# THE PROBLEM
Go through the records below and count every line containing "InvalidCredential". Reply with the count alone.
[EXERCISE INPUTS — start]
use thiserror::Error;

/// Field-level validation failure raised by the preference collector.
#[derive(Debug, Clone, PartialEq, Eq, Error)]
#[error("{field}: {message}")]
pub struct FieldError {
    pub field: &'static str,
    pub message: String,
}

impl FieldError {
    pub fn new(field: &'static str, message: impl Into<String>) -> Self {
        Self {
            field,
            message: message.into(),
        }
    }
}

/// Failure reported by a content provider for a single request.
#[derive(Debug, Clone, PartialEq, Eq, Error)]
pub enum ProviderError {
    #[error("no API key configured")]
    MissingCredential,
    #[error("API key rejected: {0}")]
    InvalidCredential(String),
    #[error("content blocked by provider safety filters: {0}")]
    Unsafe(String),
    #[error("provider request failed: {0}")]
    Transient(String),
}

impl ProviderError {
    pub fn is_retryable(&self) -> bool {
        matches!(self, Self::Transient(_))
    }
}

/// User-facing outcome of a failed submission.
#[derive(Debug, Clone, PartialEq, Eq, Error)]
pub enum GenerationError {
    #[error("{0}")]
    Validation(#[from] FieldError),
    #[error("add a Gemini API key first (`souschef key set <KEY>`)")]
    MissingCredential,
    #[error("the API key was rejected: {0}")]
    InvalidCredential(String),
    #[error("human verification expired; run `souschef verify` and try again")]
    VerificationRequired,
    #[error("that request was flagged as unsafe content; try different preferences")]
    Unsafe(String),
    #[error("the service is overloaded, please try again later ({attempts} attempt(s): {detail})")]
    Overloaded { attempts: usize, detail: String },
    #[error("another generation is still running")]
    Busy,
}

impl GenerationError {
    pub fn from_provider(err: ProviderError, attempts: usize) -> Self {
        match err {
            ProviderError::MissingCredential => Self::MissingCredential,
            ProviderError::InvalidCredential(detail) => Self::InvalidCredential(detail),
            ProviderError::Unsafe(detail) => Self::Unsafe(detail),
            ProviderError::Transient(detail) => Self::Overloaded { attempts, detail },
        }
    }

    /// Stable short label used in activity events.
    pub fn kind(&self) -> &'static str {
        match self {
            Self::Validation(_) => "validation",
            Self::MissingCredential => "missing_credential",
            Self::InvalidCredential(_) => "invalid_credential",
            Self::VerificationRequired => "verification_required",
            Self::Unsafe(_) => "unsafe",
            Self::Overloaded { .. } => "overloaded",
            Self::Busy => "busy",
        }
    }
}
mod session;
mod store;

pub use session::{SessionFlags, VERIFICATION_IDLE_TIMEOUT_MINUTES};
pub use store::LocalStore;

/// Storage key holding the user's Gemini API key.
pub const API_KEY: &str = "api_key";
[EXERCISE INPUTS — finish]
# WRITTEN ANSWER
4